Josh Short MD
As a an emergency room doctor married to a psychiatrist, I have had the opportunity to see how varied the landscape of western medicine is. Each specialty has its own vocabulary, assumptions, and metaphors. Working in the emergency room, one of my main sources of enjoyment is the fact that I have access to so many specialists. Being able to pick up a phone and call someone who has devoted their career to the deep understanding of a complex system is like wandering a buffet of intellect. My experience is that the best way to make a thoughtful treatment plan is to talk to several specialists and focus on their points of agreement. These intersections among differing perspectives, to me, offer the best glimpse of truth.
Several years ago in the emergency room, I was taking care of a patient that we had seen many times for opioid use disorder and frequent overdoses. The patient suffered heavily from their addiction to narcotics and I, and most of my partners, had placed them on a ventilator multiple times for overdoses. This same patient also suffered from severe asthma and on the day that I was seeing them, they were suffering both from a significant overdose and an asthma exacerbation. When the decision was made to put them on a ventilator, we chose ketamine as a sedative because it also has beneficial properties for asthma. The patient was admitted to the ICU and we moved on to other patients in the department. Several weeks later, I again saw the patient, but they were clean, articulate, sober and in the ER for reasons unrelated to substance abuse. When I asked them about their last hospital stay, they told me "When I woke up in the ICU, I just didn't want to go back to using."

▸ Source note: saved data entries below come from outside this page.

//! Terminal-styled button.

use leptos::prelude::*;

/// Borderless monospace button used inside the terminal widget.
///
/// # Example
///
/// ```rust,ignore
/// view! {
///     <Button button_type="submit" label="Send">
///         <SendIcon />
///     </Button>
/// }
/// ```
#[component]
pub fn Button(
    /// Button type attribute.
    #[prop(default = "button")]
    button_type: &'static str,
    /// Accessible label.
    #[prop(default = "")]
    label: &'static str,
    /// Additional CSS classes.
    #[prop(default = "")]
    class: &'static str,
    /// Button content.
    children: Children,
) -> impl IntoView {
    let classes = format!(
        "inline-flex h-8 w-8 items-center justify-center rounded-md font-mono \
         text-emerald-400 transition-colors hover:bg-emerald-500/10 \
         focus-visible:outline-none focus-visible:ring-2 focus-visible:ring-emerald-500 \
         disabled:pointer-events-none disabled:opacity-50 {class}"
    );

    view! {
        <button type=button_type class=classes aria-label=label>
            {children()}
        </button>
    }
}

As far as evidence based medicine goes, this counts as an anecdote, not as meaningful evidence of anything in particular. But, I had been reading about ketamine as a treatment for depression and it really stimulated my curiosity. Had the use of ketamine potentiated a significant change in this patients' mental health? This prompted a lot of discussion between my wife and I. She, as an integrative psychiatrist, is passionate about moving away from our current paradigm of lifelong medications for symptom management and ketamine was becoming more widely discussed in psychiatry as a potentially useful therapy. I was very familiar with ketamine as a medicine in the ER and it is one we use frequently because of how safe it is. It is our sedative of choice for children who require otherwise painful procedures because it is unlikely to have concerning side effects.
This overlap between psychiatry and emergency medicine was thought provoking. Within my specialty we had a deep knowledge of how to use ketamine safely with over 30 years of research and experience using it in high doses as a sedative. In psychiatry, research was showing that ketamine at lower doses could work well as a powerful and fast acting treatment for depression, but psychiatrists had little familiarity with using the drug. Researching it together was a rare opportunity for my wife and I to collaborate on a project besides dinner and housecleaning. The outgrowth of this research is our protocol of ketamine assisted psychotherapy (KAP) combined with nature connection for the treatment of depression, anxiety, trauma, and assistance with life transitions that we use at Asheville Integrative Psychiatry. The addition of nature connection therapy was based on her prior experiences with prescribing nature and working outdoors with clients and our shared belief in the ability of nature to nourish each individual's inner healer.
A second area of overlap between psychiatry and emergency medicine is in the concept of trauma. This commonality was not obvious to me when I first started hearing the word "trauma" used in mental health. Initially, it seemed very different from the life and limb scenarios that we see in the ER. But, if we consider trauma to be an event which necessitates regrowth, then physical and psychological trauma begin to seem very similar. In the ER, it is rare that we are truly repairing or undoing trauma; we are just trying to create the conditions that potentiate functional regrowth. With the use of psychedelic assisted psychotherapy and nature connection therapy, our goal is not to remove or excise trauma but to create the conditions that allow regrowth from the injury.
My wife, Dr Tiffany Sauls, is currently the principal investigator for the MAPS expanded access program using MDMA assisted therapy for treatment of PTSD and I am a site physician for the same. Even with our different backgrounds and perspectives, it is clear to us both that people can learn to activate their inner healer in a way that allows them to move forward from the life-interrupting insult of a severe traumatic experience. It will be a pleasure to be able offer this therapy when it becomes available in the near future.
As with so many things, it is our differences that provide the most fruitful grounds for learning. There was a point where I could not have imagined an intersection between psychiatry and emergency medicine, but as time progresses I see that, ultimately, the most powerful approach to healing is the one that best creates the conditions needed for our inner healer to flourish and to do what it is most capable of. Like so many other areas in life, the more we can bring our different experiences to bear on the same problems, the more likely we are to find meaningful solutions.